A funnel plot and Egger regression test suggested a low risk of publication bias for hospital LOS [p-value = 0.7680] (Figure 6).

3.4.4. Sensitivity Analysis

Sensitivity analysis excluding each individual study at a time showed a significant effect only when Prins et al. [44] was removed from the hospital LOS and ICU LOS analyses (Supplemental Tables S7 and S8). For ICU LOS, excluding [44] resulted in a significant p-value; however, heterogeneity remained high, with only a slight reduction [MD = 3.43; CI [1.00, 5.85]; p = 0.01; I2 = 80.30%] compared to the original results [MD = 1.94; CI [−1.25, 5.13]; p = 0.137; I2 = 81.40%]. No single study exclusion reduced the heterogeneity below 50%. Regarding hospital LOS, the p-value remained insignificant, but heterogeneity was eliminated [MD = 2.14; CIs [−0.38, 4.65], p < 0.001; I2 = 0.00%] compared to the original results [MD = 0.99; CIs [−1.59, 3.57], p = 0.234; I2 = 38.60%]. Excluding other individual studies did not yield significant effects on hospital LOS or ICU LOS.

4. Discussion

This study systematically reviewed and meta-analyzed published observational research to assess whether individuals with a history of mild-to-moderate TBI are at an increased risk of developing PND following extracranial surgeries under GA. Only five relevant articles were identified among studies involving TBI patients published between 1997 and 2024. The meta-analysis findings, based on this limited number of studies, suggest that patients with a history of mild-to-moderate TBI may have a higher likelihood of developing neurocognitive complications after undergoing extracranial surgery under GA compared to patients with similar TBI histories who have never undergone surgery under GA. Specifically, this meta-analysis found that patients with a history of mild-to-moderate TBI who underwent extracranial surgeries under GA demonstrated a worse performance on the TMT-A and TMT-B tests. Notably, the findings of this meta-analysis suggest that surgeries under GA in patients with mild-to-moderate TBI impacted neurocognitive function but not general functional recovery. Thus, these patients did not differ from those with TBI of similar severity who had not undergone surgery or GA in terms of ICU LOS and overall hospital LOS. Furthermore, although the GOSE data showed high heterogeneity and no significant differences between the study and control groups, it demonstrated a trend of improvement in patients with mild-to-moderate TBI who underwent extracranial surgery under GA compared to the control group.

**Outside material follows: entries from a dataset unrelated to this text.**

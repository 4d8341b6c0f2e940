//! Beer data models.
//!
//! This module defines:
//! - `Beer`: Database entity representing a beer brewed by one brewery
//! - `NewBeer`: Request body for adding a beer to a brewery

use serde::{Deserialize, Serialize};

use crate::error::AppError;

/// Column list shared by every statement that returns a `Beer`.
pub(crate) const BEER_COLUMNS: &str =
    "beer_id, brewery_id, beer_name, beer_style, abv, beer_description, beer_image";

/// `BEER_COLUMNS` with every column prefixed by a table alias, for joins.
pub(crate) fn qualified_beer_columns(alias: &str) -> String {
    BEER_COLUMNS
        .split(", ")
        .map(|column| format!("{alias}.{column}"))
        .collect::<Vec<_>>()
        .join(", ")
}

/// Represents a beer record from the database.
///
/// # Database Table
///
/// Maps to the `beer` table. Each beer belongs to one brewery and is removed
/// with it (`ON DELETE CASCADE`), together with its reviews and favorites.
/// Only the brewery's founder may add or remove beers.
#[derive(Debug, Clone, PartialEq, sqlx::FromRow, Serialize)]
pub struct Beer {
    pub beer_id: i32,

    /// Owning brewery
    pub brewery_id: i32,

    pub beer_name: String,

    /// e.g. "IPA", "Stout"
    pub beer_style: Option<String>,

    /// Alcohol by volume, in percent
    pub abv: Option<f64>,

    pub beer_description: Option<String>,

    pub beer_image: Option<String>,
}

/// Request body for adding a beer.
///
/// ```json
/// {
///   "brewery_id": 3,
///   "beer_name": "Flatirons IPA",
///   "beer_style": "IPA",
///   "abv": 6.8
/// }
/// ```
#[derive(Debug, Clone, Deserialize)]
pub struct NewBeer {
    pub brewery_id: i32,
    pub beer_name: String,
    #[serde(default)]
    pub beer_style: Option<String>,
    #[serde(default)]
    pub abv: Option<f64>,
    #[serde(default)]
    pub beer_description: Option<String>,
    #[serde(default)]
    pub beer_image: Option<String>,
}

impl NewBeer {
    pub(crate) fn validate(&self) -> Result<(), AppError> {
        if self.beer_name.trim().is_empty() {
            return Err(AppError::InvalidRequest(
                "beer_name must not be blank".to_string(),
            ));
        }
        if let Some(abv) = self.abv {
            if !(0.0..=100.0).contains(&abv) {
                return Err(AppError::InvalidRequest(
                    "abv must be between 0 and 100".to_string(),
                ));
            }
        }
        Ok(())
    }
}

#[cfg(test)]
mod tests {
    use super::*;
    use rstest::rstest;

    fn new_beer(name: &str, abv: Option<f64>) -> NewBeer {
        NewBeer {
            brewery_id: 1,
            beer_name: name.to_string(),
            beer_style: None,
            abv,
            beer_description: None,
            beer_image: None,
        }
    }

    #[rstest]
    #[case::no_abv(None)]
    #[case::zero(Some(0.0))]
    #[case::typical(Some(6.8))]
    fn valid_beers_are_accepted(#[case] abv: Option<f64>) {
        assert!(new_beer("Flatirons IPA", abv).validate().is_ok());
    }

    #[rstest]
    #[case::blank_name("  ", None)]
    #[case::negative_abv("Flatirons IPA", Some(-1.0))]
    #[case::abv_over_100("Flatirons IPA", Some(100.5))]
    #[case::nan_abv("Flatirons IPA", Some(f64::NAN))]
    fn invalid_beers_are_rejected(#[case] name: &str, #[case] abv: Option<f64>) {
        assert!(matches!(
            new_beer(name, abv).validate(),
            Err(AppError::InvalidRequest(_))
        ));
    }

    #[rstest]
    fn optional_fields_default_to_none() {
        let beer: NewBeer =
            serde_json::from_str(r#"{"brewery_id": 3, "beer_name": "Flatirons IPA"}"#).unwrap();

        assert!(beer.abv.is_none());
        assert!(beer.beer_style.is_none());
    }

    #[rstest]
    fn qualified_columns_prefix_every_beer_column() {
        assert_eq!(
            qualified_beer_columns("be"),
            "be.beer_id, be.brewery_id, be.beer_name, be.beer_style, be.abv, \
             be.beer_description, be.beer_image"
        );
    }
}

The delayed completion time observed in both TMT-A and TMT-B for patients with TBI exposed to extracranial surgery under GA suggest potential impacts on cognitive flexibility, visual attention, and task-switching abilities [52]. TMT-A primarily assesses fundamental cognitive processes, including processing speed, attention, and visual search capabilities, requiring participants to connect numbered circles in ascending order as quickly as possible [48,52]. The delayed completion time in TMT-A indicates potential impairments in these areas, which are crucial for general cognitive performance and daily functioning [48,52,53]. Performance in TMT-A forms the foundation for the more complex assessments conducted in TMT-B.

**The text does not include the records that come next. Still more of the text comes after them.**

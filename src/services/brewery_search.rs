//! Brewery search - dynamic predicate query builder.
//!
//! Translates a `SearchCriteria` into a single parameterized query:
//!
//! ```sql
//! SELECT <brewery columns> FROM brewery
//! WHERE city = $1 AND state = $2      -- one condition per supplied filter
//! ```
//!
//! Conditions are appended incrementally and each value is bound in the same
//! step as its placeholder, so the placeholder numbering and the bound
//! arguments can never drift apart. Values are never written into the SQL text.

use sqlx::{Postgres, QueryBuilder};

use crate::{
    db::DbPool,
    error::AppError,
    models::{
        brewery::{BREWERY_COLUMNS, Brewery},
        search::SearchCriteria,
    },
};

/// Build the search statement for `criteria`.
///
/// With no supplied filters the statement has no `WHERE` clause and returns
/// every brewery.
pub(crate) fn build_search_query(criteria: &SearchCriteria) -> QueryBuilder<'static, Postgres> {
    let mut query = QueryBuilder::new(format!("SELECT {BREWERY_COLUMNS} FROM brewery"));

    // Placeholder and bound value are pushed together so $n matches the argument order
    let mut separator = " WHERE ";
    for (column, value) in criteria.filters() {
        query
            .push(separator)
            .push(column)
            .push(" = ")
            .push_bind(value.to_owned());
        separator = " AND ";
    }

    query
}

/// Search breweries by optional city, state and zipcode.
///
/// A brewery matches when every supplied filter equals the corresponding
/// column exactly (case-sensitive). Blank filters are ignored.
///
/// # Errors
///
/// Any failure (unreachable database, pool timeout, statement error) is
/// reported as `AppError::StorageUnavailable`. Rows are collected with
/// `fetch_all`, so a failure never yields a partial result.
#[tracing::instrument(
    skip(pool),
    fields(filters = criteria.filters().count(), full_scan = criteria.is_unconstrained())
)]
pub async fn search(pool: &DbPool, criteria: &SearchCriteria) -> Result<Vec<Brewery>, AppError> {
    let mut query = build_search_query(criteria);

    // fetch_all either returns every row or fails as a whole
    let breweries = query
        .build_query_as::<Brewery>()
        .fetch_all(pool)
        .await
        .map_err(|err| {
            tracing::error!(error = %err, "brewery search failed");
            AppError::StorageUnavailable(err)
        })?;

    tracing::debug!(matches = breweries.len(), "brewery search complete");

    Ok(breweries)
}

TMT-B, on the other hand, evaluates higher-order cognitive functions such as mental flexibility, task-switching, and executive functioning [54]. Participants alternate between numbers and letters in ascending order, introducing a switching component [55]. This test is particularly valuable for assessing abilities like planning, problem solving, and multitasking, which are often compromised in individuals with brain injuries or neurodegenerative conditions [48,54,55,56]. Moreover, TMT-B is more sensitive than TMT-A in detecting subtle cognitive deficits, especially those linked to frontal lobe functions [57]. The results of our meta-analysis align with the recent evidence from the TRACK-TBI study, which reported that exposure to surgery under GA is associated with worse neurocognitive outcomes, particularly in executive functioning, as measured by TMTs [45]. The neurocognitive outcomes observed in patients with TBI who underwent extracranial surgery under GA indicate significant impairments in various cognitive domains. Specifically, the delayed completion times in both TMT-A and TMT-B suggest deficits in cognitive flexibility, visual attention, and task-switching abilities [45]. Additionally, impairments in memory retention, language processing, and verbal fluency suggest that the effects of surgery and anesthesia may extend beyond executive functioning and cognitive flexibility.

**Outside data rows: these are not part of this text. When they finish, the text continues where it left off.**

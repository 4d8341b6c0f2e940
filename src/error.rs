//! Error types for catalog operations.
//!
//! Every service function returns `Result<T, AppError>`. Storage failures are
//! split into constraint violations (`DataIntegrity`) and everything else
//! (`StorageUnavailable`).

/// Application-wide error type.
///
/// # Error Categories
///
/// - **Storage Errors**: connection or query failures from sqlx
/// - **Integrity Errors**: unique, foreign-key or check constraint violations
/// - **Resource Errors**: requested rows not found
/// - **Ownership Errors**: the requesting user does not own the record
/// - **Validation Errors**: caller-supplied values rejected before storage
#[derive(Debug, thiserror::Error)]
pub enum AppError {
    /// The database could not be reached or the statement failed to execute.
    ///
    /// This is the only error a brewery search can produce.
    #[error("Unable to connect to server or database")]
    StorageUnavailable(#[source] sqlx::Error),

    /// A statement violated a schema constraint (e.g. unknown founder id).
    #[error("Data integrity violation")]
    DataIntegrity(#[source] sqlx::Error),

    #[error("Brewery not found")]
    BreweryNotFound,

    #[error("Beer not found")]
    BeerNotFound,

    #[error("Review not found")]
    ReviewNotFound,

    /// Only the founder may update or delete a brewery, or add and remove its beers.
    #[error("Only the brewery founder may modify this brewery")]
    NotFounder,

    /// Only the reviewer may delete a review.
    #[error("Only the reviewer may modify this review")]
    NotReviewer,

    /// The String contains details about what was invalid.
    #[error("Invalid request: {0}")]
    InvalidRequest(String),
}

impl AppError {
    /// Stable snake_case code, used as a structured field in log events.
    pub fn code(&self) -> &'static str {
        match self {
            AppError::StorageUnavailable(_) => "storage_unavailable",
            AppError::DataIntegrity(_) => "data_integrity",
            AppError::BreweryNotFound => "brewery_not_found",
            AppError::BeerNotFound => "beer_not_found",
            AppError::ReviewNotFound => "review_not_found",
            AppError::NotFounder => "not_founder",
            AppError::NotReviewer => "not_reviewer",
            AppError::InvalidRequest(_) => "invalid_request",
        }
    }
}

/// Classify a sqlx error.
///
/// Constraint violations reported by PostgreSQL become `DataIntegrity`;
/// connection, pool, protocol and decode failures become `StorageUnavailable`.
impl From<sqlx::Error> for AppError {
    fn from(err: sqlx::Error) -> Self {
        let violates_constraint = matches!(
            &err,
            sqlx::Error::Database(db)
                if db.is_unique_violation() || db.is_foreign_key_violation() || db.is_check_violation()
        );

        if violates_constraint {
            AppError::DataIntegrity(err)
        } else {
            AppError::StorageUnavailable(err)
        }
    }
}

Our meta-analysis did not reveal a significant difference between the control and treatment groups in terms of ICU LOS and hospital LOS. ICU LOS reflects the intensity and duration of care required in a critical setting, highlighting complications such as intracranial pressure management or ventilatory support [58]. Hospital LOS, on the other hand, represents the broader recovery trajectory, encompassing stabilization, medical treatments, and rehabilitation needs [59]. Therefore, our findings suggest that, in contrast to neurocognitive functioning, surgeries under GA in patients with mild-to-moderate TBI may have a minimal-to-no effects on general functioning recovery. The notion that surgeries under GA predominantly exacerbate neurocognitive impairment, a form of PND, rather than affecting general functional recovery are also supported by the results of this meta-analysis of the GOSE data. Our analysis of the GOSE data found no significant difference between the treatment and control groups, and even a trend towards improvement in TBI patients with surgeries under GA. The GOSE is more focused on evaluating functional recovery and general outcomes following TBI, such as independence, social participation, and daily living abilities [60,61]. While it provides valuable insights into a patient’s overall recovery and quality of life, it is not specifically designed to assess neurocognitive function [60,61].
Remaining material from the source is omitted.